# neighbor yelling at my child for crossing the street



## AbbieB (Mar 21, 2006)

We just moved to a new neighborhood this month. It's been wonderful for my DD, for the first time we live somewhere where there are other children her age that are allowed to play outside!

DD has a scooter that she has been enjoying on the side walks up and down the street. When she is alone, she enjoys riding it down the "hills" that the driveways make between the sidewalk and the street. She is almost 8 years old. She has had a few years experience with riding her scooter on sidewalks and crossing streets. Our street is not that busy and is long, flat, and straight, with lots of visibility.

Just to be clear, DD is not mowing down pedestrians with her riding. I don't think I've ever seen anyone but the mailman walking up and down the sidewalks.

.

There is an elderly woman that lives 2 houses down, across the street that has been yelling out of her window to DD to stay out of the street. Basically every time DD is outside riding she gets yelled at. She peeks out of her blinds, then opens a window and yells out. I've never seen this woman outside.

I was not aware of this until 2 days ago, when DD came running in the house, terrified, because the woman was coming over to talk to us. DD thought she was in a lot of trouble, but after questioning her on what had been going on I assured her she did nothing wrong and to calm down.

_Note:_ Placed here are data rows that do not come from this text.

//! Core types for the lock-grant simulator
//!
//! This crate defines the vocabulary shared by every layer:
//! - [`TxnId`] / [`ItemId`]: opaque requester and resource identifiers
//! - [`LockMode`]: the two requestable modes (Shared, Exclusive)
//! - [`Verdict`]: the outcome of evaluating one request
//! - [`LockState`]: the per-item lock state machine
//! - [`LockRequest`]: a single (transaction, mode, item) request

#![warn(missing_docs)]
#![warn(clippy::all)]

pub mod error;
pub mod mode;
pub mod state;
pub mod types;

pub use error::{Error, Result};
pub use mode::{LockMode, Verdict};
pub use state::{Holders, LockState};
pub use types::{ItemId, LockRequest, TxnId};
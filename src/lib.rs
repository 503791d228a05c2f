//! # Lockgrant
//!
//! Deterministic simulator of a two-mode (shared / exclusive) lock manager.
//!
//! A [`LockSession`] holds the lock table for one dataset and answers each
//! request with `GRANTED`, `DENIED` or `IGNORE`. A transaction that is denied
//! once is *poisoned*: every later request it makes in the same session is
//! ignored without being evaluated.
//!
//! ## Quick Start
//!
//! ```
//! use lockgrant::prelude::*;
//!
//! let mut session = lockgrant::new_session();
//!
//! let verdicts = session.evaluate_all([
//!     lockgrant::request("S", 1, 100)?,
//!     lockgrant::request("X", 1, 100)?,
//!     lockgrant::request("S", 2, 100)?,
//! ]);
//! let text: Vec<String> = verdicts.iter().map(|v| v.to_string()).collect();
//! assert_eq!(text, ["GRANTED", "GRANTED", "DENIED"]);
//! # Ok::<(), lockgrant::Error>(())
//! ```
//!
//! ## Datasets
//!
//! Sessions share nothing. Create one per dataset and drop it when the
//! dataset ends; separate sessions can live on separate threads.

#![warn(missing_docs)]

mod error;
mod types;

pub mod prelude;

// Re-export main entry points
pub use error::{Error, Result};
pub use lockgrant_concurrency::{LockSession, SessionBuilder, SessionOptions};

// Re-export types
pub use types::*;

/// Allocate a fresh, empty session with default options.
pub fn new_session() -> LockSession {
    LockSession::new()
}

/// Build a request from a textual mode symbol (`S` or `X`).
///
/// # Errors
///
/// [`Error::InvalidMode`] if `mode` is not exactly `S` or `X`.
pub fn request(mode: &str, txn: i64, item: i64) -> Result<LockRequest> {
    let mode: LockMode = mode.parse()?;
    Ok(LockRequest::new(mode, txn, item))
}

/// Parse a verdict from its canonical text.
pub fn parse_verdict(text: &str) -> Result<Verdict> {
    Ok(text.parse()?)
}
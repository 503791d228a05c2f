//! Lock Session Integration Tests
//!
//! Exercises the public `lockgrant` API end to end: worked request
//! sequences, randomized invariant checks and independent datasets.

mod datasets;
mod properties;
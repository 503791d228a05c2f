//! Independent datasets: one session each, no shared state.

use lockgrant::prelude::*;
use std::thread;

fn dataset(seed: i64) -> Vec<LockRequest> {
    vec![
        LockRequest::shared(seed, 1),
        LockRequest::shared(seed + 1, 1),
        LockRequest::exclusive(seed, 1),
        LockRequest::shared(seed, 2),
        LockRequest::shared(seed + 2, 3),
        LockRequest::exclusive(seed + 2, 3),
    ]
}

#[test]
fn test_poisoning_does_not_leak_between_sessions() {
    let mut first = LockSession::new();
    first.evaluate(1, 100, LockMode::Shared);
    first.evaluate(2, 100, LockMode::Exclusive);
    assert!(first.is_poisoned(2));

    let mut second = LockSession::new();
    assert!(!second.is_poisoned(2));
    assert!(second.lock_state(100).is_unlocked());
    assert_eq!(second.evaluate(2, 100, LockMode::Shared), Verdict::Granted);
}

#[test]
fn test_parallel_sessions_match_sequential() {
    let seeds: Vec<i64> = (0..8).map(|i| i * 10).collect();

    let sequential: Vec<Vec<Verdict>> = seeds
        .iter()
        .map(|seed| LockSession::new().evaluate_all(dataset(*seed)))
        .collect();

    let parallel: Vec<Vec<Verdict>> = thread::scope(|s| {
        let handles: Vec<_> = seeds
            .iter()
            .map(|seed| s.spawn(move || LockSession::new().evaluate_all(dataset(*seed))))
            .collect();
        handles.into_iter().map(|h| h.join().unwrap()).collect()
    });

    assert_eq!(parallel, sequential);
    assert_eq!(
        sequential[0],
        vec![
            Verdict::Granted,
            Verdict::Granted,
            Verdict::Denied,
            Verdict::Ignored,
            Verdict::Granted,
            Verdict::Granted,
        ]
    );
}

#[test]
fn test_session_moves_across_threads() {
    let mut session = LockSession::builder().capacity(16).build();
    session.evaluate(1, 1, LockMode::Shared);

    let session = thread::spawn(move || {
        session.evaluate(1, 1, LockMode::Exclusive);
        session
    })
    .join()
    .unwrap();

    assert_eq!(session.holds(1, 1), Some(LockMode::Exclusive));
    assert_eq!(session.stats().upgrades, 1);
}
//! Decision log entries

use lockgrant_core::{LockRequest, Verdict};
use serde::{Deserialize, Serialize};

/// One evaluated request and its verdict
#[derive(Debug, Clone, Copy, PartialEq, Eq, Serialize, Deserialize)]
pub struct Decision {
    /// The request as submitted
    pub request: LockRequest,
    /// What the session decided
    pub verdict: Verdict,
}

impl std::fmt::Display for Decision {
    fn fmt(&self, f: &mut std::fmt::Formatter<'_>) -> std::fmt::Result {
        write!(f, "{} => {}", self.request, self.verdict)
    }
}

DH and I met the woman half way between our houses. We introduced ourselves and the woman immediately began chastising us and lecturing us about the dangers of children and streets, and did we know DD was across the street, did we know she could get hit by a car, we shouldn't let her cross the street, yadda, yadda, yadda. DH thanked her for her concern, assured her we were aware of the situation, and left it at that. I was a little miffed at him for not setting a clear boundary for her that this is our child, she is allowed to cross the street, please stop yelling at her and threatening her. DH did not want to tick her off since we are new to the neighborhood.

I am not OK with this. DH seems to feel like we we should not make waves.

I've asked DD to not use this woman's driveway, not to cross the street in front of her house, but told her it was OK to ride past her house. The yelling has continued.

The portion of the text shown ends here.